DATASET EXCERPTS
· · ·
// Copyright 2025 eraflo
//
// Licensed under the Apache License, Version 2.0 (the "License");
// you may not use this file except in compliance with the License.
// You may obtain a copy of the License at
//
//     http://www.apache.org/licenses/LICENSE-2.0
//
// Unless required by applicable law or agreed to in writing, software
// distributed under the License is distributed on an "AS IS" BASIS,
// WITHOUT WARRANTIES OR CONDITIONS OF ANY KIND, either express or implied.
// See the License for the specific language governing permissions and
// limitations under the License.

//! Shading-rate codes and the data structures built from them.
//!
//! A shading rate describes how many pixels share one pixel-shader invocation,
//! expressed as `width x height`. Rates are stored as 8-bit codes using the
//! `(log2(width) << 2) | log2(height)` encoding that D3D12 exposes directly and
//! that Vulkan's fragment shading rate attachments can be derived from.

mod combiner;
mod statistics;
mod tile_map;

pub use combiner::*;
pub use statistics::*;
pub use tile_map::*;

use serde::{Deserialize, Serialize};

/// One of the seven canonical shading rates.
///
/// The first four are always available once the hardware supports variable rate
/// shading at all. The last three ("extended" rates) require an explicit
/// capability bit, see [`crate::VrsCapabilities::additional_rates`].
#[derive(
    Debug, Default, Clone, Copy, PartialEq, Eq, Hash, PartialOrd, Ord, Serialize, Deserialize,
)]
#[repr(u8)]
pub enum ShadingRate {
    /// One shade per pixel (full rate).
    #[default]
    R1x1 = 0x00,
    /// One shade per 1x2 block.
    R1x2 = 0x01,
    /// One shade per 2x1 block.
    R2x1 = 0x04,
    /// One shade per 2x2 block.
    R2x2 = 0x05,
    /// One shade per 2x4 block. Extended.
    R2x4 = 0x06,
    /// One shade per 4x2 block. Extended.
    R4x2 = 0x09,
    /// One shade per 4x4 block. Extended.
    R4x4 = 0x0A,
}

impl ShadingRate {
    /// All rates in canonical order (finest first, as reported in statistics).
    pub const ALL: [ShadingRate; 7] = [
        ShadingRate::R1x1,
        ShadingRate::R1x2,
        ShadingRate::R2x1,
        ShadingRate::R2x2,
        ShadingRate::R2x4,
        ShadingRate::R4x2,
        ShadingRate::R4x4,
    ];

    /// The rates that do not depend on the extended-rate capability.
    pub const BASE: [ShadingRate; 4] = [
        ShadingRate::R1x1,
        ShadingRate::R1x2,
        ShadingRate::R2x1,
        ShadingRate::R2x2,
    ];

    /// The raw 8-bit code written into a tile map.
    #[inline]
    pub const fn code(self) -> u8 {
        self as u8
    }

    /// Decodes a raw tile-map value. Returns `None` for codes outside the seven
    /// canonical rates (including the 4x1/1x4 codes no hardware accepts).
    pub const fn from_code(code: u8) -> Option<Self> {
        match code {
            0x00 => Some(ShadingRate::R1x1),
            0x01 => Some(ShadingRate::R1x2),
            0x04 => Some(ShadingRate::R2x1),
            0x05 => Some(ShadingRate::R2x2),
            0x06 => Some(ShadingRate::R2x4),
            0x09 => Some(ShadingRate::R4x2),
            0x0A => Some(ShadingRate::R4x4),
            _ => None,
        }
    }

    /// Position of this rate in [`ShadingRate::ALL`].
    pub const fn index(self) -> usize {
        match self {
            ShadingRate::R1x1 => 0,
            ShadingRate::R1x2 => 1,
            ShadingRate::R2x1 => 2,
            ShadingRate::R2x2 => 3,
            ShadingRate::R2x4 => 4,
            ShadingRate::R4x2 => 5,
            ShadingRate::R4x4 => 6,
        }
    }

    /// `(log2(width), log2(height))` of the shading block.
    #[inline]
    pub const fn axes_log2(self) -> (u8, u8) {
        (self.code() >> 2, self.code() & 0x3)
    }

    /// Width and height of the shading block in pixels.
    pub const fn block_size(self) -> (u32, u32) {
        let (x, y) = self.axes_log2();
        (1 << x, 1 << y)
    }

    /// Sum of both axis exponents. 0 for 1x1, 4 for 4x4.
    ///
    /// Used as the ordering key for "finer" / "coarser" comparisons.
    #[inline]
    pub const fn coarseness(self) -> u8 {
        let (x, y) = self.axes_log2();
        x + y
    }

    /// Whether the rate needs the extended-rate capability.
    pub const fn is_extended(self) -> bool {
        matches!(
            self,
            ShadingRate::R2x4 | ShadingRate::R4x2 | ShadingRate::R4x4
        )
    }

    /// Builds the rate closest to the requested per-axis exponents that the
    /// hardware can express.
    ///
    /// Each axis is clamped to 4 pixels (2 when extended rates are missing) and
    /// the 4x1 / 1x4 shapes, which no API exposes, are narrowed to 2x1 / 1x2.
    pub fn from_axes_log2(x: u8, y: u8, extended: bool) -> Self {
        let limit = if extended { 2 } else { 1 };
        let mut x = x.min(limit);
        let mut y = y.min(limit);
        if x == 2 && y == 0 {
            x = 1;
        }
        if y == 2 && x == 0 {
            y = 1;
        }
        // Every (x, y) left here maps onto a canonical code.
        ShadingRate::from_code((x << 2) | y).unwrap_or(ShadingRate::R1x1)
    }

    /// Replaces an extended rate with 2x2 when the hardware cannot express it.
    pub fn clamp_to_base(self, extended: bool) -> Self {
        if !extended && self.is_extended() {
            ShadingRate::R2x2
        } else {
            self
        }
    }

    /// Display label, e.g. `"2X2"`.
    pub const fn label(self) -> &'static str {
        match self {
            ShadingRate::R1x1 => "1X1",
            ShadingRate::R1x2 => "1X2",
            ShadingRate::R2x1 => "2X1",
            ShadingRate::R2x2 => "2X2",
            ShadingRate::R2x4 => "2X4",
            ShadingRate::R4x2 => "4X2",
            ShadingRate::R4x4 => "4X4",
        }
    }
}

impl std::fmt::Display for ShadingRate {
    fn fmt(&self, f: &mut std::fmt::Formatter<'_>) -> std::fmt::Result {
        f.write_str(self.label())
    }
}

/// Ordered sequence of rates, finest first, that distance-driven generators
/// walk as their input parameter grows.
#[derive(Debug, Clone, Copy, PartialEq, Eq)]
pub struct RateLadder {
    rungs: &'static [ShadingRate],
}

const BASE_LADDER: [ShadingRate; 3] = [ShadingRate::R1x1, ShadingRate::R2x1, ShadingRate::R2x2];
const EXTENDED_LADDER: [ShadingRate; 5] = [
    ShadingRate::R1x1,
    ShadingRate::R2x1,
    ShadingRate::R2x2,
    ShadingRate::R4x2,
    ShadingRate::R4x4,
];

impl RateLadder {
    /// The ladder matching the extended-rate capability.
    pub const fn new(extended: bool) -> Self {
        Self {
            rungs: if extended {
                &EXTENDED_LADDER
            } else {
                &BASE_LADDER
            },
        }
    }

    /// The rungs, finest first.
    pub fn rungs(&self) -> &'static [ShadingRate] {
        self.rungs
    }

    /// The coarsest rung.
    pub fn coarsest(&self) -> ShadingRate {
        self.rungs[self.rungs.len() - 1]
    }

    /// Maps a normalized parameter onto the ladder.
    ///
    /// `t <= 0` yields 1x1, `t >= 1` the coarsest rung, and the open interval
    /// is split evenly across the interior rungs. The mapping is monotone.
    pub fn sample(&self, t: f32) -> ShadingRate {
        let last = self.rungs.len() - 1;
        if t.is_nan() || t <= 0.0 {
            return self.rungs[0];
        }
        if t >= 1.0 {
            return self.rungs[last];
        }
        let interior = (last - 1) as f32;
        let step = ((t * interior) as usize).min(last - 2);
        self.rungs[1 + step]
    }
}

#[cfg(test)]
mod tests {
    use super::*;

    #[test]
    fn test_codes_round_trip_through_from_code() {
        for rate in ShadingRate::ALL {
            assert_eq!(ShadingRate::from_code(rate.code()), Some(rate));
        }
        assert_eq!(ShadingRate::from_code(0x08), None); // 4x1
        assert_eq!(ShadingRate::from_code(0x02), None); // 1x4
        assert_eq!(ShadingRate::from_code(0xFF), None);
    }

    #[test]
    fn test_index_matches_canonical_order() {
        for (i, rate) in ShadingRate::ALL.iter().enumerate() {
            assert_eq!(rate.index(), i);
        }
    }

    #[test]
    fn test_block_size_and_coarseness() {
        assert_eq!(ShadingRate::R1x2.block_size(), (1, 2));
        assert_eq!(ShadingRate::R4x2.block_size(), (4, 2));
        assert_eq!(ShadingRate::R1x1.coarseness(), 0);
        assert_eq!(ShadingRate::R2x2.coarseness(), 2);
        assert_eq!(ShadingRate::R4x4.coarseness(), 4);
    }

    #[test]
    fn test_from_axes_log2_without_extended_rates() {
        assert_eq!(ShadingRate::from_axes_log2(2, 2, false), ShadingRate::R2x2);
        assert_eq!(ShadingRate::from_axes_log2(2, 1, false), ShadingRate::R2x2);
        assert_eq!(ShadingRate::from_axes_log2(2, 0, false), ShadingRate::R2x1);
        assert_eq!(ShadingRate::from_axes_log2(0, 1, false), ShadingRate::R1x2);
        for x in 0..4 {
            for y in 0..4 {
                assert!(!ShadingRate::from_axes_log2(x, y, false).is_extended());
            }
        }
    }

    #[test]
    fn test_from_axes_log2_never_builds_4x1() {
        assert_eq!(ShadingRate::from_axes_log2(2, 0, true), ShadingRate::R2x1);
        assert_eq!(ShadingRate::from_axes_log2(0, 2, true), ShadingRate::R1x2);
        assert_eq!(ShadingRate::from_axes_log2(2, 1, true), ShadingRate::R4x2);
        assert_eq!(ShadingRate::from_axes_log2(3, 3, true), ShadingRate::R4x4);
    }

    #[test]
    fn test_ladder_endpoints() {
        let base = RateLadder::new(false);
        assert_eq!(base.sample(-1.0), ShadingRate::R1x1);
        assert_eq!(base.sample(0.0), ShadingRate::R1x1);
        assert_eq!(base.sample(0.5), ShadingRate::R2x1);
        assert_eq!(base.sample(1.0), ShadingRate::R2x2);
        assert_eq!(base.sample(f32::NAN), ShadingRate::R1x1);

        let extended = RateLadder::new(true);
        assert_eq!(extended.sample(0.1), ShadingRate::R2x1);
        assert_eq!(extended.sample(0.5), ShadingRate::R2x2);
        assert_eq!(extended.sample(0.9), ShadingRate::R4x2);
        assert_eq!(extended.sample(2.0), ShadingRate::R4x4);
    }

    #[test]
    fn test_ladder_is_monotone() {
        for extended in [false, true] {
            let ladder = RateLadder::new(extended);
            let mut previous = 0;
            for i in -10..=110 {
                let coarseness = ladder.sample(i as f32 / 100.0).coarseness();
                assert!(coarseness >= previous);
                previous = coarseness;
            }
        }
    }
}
· · ·
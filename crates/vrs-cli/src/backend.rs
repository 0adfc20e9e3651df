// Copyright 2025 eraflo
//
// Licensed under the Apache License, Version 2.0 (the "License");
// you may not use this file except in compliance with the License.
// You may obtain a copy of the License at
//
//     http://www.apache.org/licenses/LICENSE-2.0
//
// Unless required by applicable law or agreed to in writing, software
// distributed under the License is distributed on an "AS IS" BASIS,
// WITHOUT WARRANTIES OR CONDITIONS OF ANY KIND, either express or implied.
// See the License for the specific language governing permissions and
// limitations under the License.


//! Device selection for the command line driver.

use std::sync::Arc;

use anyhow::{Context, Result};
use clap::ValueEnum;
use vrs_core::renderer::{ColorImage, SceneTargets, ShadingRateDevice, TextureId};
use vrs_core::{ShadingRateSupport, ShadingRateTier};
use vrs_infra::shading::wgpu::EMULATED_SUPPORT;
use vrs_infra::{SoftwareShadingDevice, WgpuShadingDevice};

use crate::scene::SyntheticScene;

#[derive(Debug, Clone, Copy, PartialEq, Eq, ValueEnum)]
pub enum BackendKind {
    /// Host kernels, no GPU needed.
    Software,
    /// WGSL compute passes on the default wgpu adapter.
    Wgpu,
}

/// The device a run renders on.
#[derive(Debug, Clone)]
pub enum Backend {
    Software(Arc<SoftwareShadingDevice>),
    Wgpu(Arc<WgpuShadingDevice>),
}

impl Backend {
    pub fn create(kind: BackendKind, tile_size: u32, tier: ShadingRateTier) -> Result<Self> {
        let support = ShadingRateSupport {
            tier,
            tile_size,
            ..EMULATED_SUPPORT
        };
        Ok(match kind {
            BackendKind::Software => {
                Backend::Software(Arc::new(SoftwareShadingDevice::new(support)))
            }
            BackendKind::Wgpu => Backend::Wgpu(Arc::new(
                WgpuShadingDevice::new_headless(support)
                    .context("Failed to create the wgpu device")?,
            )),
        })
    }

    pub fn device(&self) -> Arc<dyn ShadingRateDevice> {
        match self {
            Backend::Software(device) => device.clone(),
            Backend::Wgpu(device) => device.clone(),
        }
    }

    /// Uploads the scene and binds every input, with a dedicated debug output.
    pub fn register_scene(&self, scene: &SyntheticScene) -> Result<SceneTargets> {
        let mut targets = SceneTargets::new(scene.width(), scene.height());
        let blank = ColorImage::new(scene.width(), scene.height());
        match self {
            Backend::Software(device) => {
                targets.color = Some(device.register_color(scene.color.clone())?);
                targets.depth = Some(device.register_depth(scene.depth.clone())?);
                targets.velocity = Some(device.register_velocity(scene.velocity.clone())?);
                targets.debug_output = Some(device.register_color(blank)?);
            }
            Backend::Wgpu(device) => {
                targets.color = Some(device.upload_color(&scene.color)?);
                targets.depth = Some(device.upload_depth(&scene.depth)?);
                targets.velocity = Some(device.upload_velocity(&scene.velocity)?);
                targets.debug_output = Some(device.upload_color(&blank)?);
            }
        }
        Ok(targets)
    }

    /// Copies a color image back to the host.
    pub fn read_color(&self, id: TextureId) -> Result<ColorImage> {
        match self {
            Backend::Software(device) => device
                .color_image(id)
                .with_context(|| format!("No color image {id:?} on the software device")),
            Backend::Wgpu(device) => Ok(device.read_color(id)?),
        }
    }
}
· · ·
WHAT IS REQUIRED
Pull out all lines from the listing that contain the string "false".

REPLY TO THE TASK
        assert_eq!(ShadingRate::from_axes_log2(2, 2, false), ShadingRate::R2x2);
        assert_eq!(ShadingRate::from_axes_log2(2, 1, false), ShadingRate::R2x2);
        assert_eq!(ShadingRate::from_axes_log2(2, 0, false), ShadingRate::R2x1);
        assert_eq!(ShadingRate::from_axes_log2(0, 1, false), ShadingRate::R1x2);
                assert!(!ShadingRate::from_axes_log2(x, y, false).is_extended());
        let base = RateLadder::new(false);
        for extended in [false, true] {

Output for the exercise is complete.